> _What is being asked_
Restate the opening lines of the material below word for word, stopping after the line that contains "pub fn get_args()".

> _Data supplied_
○ ○ ○ ○

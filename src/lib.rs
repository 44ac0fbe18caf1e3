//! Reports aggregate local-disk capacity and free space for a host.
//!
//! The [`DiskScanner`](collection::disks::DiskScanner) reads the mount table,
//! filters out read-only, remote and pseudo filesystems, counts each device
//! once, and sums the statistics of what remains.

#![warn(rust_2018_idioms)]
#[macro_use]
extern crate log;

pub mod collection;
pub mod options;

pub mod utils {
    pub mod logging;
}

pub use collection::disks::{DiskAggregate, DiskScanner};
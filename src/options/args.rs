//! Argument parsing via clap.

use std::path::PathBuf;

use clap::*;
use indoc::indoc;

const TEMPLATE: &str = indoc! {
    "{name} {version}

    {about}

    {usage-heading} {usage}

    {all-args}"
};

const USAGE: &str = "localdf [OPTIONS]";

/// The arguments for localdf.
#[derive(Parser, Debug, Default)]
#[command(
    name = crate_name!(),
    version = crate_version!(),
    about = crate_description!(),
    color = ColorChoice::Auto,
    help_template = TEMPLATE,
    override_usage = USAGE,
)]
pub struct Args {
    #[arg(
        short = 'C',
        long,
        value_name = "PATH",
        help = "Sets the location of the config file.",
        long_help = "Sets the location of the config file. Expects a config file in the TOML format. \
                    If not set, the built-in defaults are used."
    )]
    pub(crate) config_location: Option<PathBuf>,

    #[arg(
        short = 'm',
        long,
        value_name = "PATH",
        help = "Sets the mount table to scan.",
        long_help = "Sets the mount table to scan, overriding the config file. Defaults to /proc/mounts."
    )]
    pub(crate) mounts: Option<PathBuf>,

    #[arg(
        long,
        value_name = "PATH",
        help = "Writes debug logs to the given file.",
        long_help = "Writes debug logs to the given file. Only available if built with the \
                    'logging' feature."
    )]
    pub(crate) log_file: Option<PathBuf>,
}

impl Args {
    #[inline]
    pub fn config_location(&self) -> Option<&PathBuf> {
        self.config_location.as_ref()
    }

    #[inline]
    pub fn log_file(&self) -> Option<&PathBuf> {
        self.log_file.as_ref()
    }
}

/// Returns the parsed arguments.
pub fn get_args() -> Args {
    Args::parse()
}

○ ○ ○ ○

> _Result of the exercise_
filename src/lib.rs
repository 44ac0fbe18caf1e3
//! Reports aggregate local-disk capacity and free space for a host.
//!
//! The [`DiskScanner`](collection::disks::DiskScanner) reads the mount table,
//! filters out read-only, remote and pseudo filesystems, counts each device
//! once, and sums the statistics of what remains.

#![warn(rust_2018_idioms)]
#[macro_use]
extern crate log;

pub mod collection;
pub mod options;

pub mod utils {
    pub mod logging;
}

pub use collection::disks::{DiskAggregate, DiskScanner};
filename src/options/args.rs
//! Argument parsing via clap.

use std::path::PathBuf;

use clap::*;
use indoc::indoc;

const TEMPLATE: &str = indoc! {
    "{name} {version}

    {about}

    {usage-heading} {usage}

    {all-args}"
};

const USAGE: &str = "localdf [OPTIONS]";

/// The arguments for localdf.
#[derive(Parser, Debug, Default)]
#[command(
    name = crate_name!(),
    version = crate_version!(),
    about = crate_description!(),
    color = ColorChoice::Auto,
    help_template = TEMPLATE,
    override_usage = USAGE,
)]
pub struct Args {
    #[arg(
        short = 'C',
        long,
        value_name = "PATH",
        help = "Sets the location of the config file.",
        long_help = "Sets the location of the config file. Expects a config file in the TOML format. \
                    If not set, the built-in defaults are used."
    )]
    pub(crate) config_location: Option<PathBuf>,

    #[arg(
        short = 'm',
        long,
        value_name = "PATH",
        help = "Sets the mount table to scan.",
        long_help = "Sets the mount table to scan, overriding the config file. Defaults to /proc/mounts."
    )]
    pub(crate) mounts: Option<PathBuf>,

    #[arg(
        long,
        value_name = "PATH",
        help = "Writes debug logs to the given file.",
        long_help = "Writes debug logs to the given file. Only available if built with the \
                    'logging' feature."
    )]
    pub(crate) log_file: Option<PathBuf>,
}

impl Args {
    #[inline]
    pub fn config_location(&self) -> Option<&PathBuf> {
        self.config_location.as_ref()
    }

    #[inline]
    pub fn log_file(&self) -> Option<&PathBuf> {
        self.log_file.as_ref()
    }
}

/// Returns the parsed arguments.
pub fn get_args() -> Args {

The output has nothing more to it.